* **The problem**:
Write out the entries once more, exactly as they appear.

* **Listed entries**:
===============
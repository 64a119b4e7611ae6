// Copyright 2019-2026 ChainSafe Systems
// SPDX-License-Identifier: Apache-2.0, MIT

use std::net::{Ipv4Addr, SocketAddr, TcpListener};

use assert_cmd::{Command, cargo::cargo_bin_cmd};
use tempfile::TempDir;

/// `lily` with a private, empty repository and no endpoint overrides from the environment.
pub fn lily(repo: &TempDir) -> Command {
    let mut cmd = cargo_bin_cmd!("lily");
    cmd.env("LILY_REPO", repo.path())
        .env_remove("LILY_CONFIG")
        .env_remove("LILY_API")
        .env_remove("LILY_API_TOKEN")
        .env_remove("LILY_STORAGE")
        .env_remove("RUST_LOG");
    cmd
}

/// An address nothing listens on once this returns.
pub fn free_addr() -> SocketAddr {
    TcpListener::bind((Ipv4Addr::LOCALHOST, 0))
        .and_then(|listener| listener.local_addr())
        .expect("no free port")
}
===============
* **Answer for the task**:
repository 64a119b4e7611ae6
// Copyright 2019-2026 ChainSafe Systems
// SPDX-License-Identifier: Apache-2.0, MIT

use std::net::{Ipv4Addr, SocketAddr, TcpListener};

use assert_cmd::{Command, cargo::cargo_bin_cmd};
use tempfile::TempDir;

/// `lily` with a private, empty repository and no endpoint overrides from the environment.
pub fn lily(repo: &TempDir) -> Command {
    let mut cmd = cargo_bin_cmd!("lily");
    cmd.env("LILY_REPO", repo.path())
        .env_remove("LILY_CONFIG")
        .env_remove("LILY_API")
        .env_remove("LILY_API_TOKEN")
        .env_remove("LILY_STORAGE")
        .env_remove("RUST_LOG");
    cmd
}

/// An address nothing listens on once this returns.
pub fn free_addr() -> SocketAddr {
    TcpListener::bind((Ipv4Addr::LOCALHOST, 0))
        .and_then(|listener| listener.local_addr())
        .expect("no free port")
}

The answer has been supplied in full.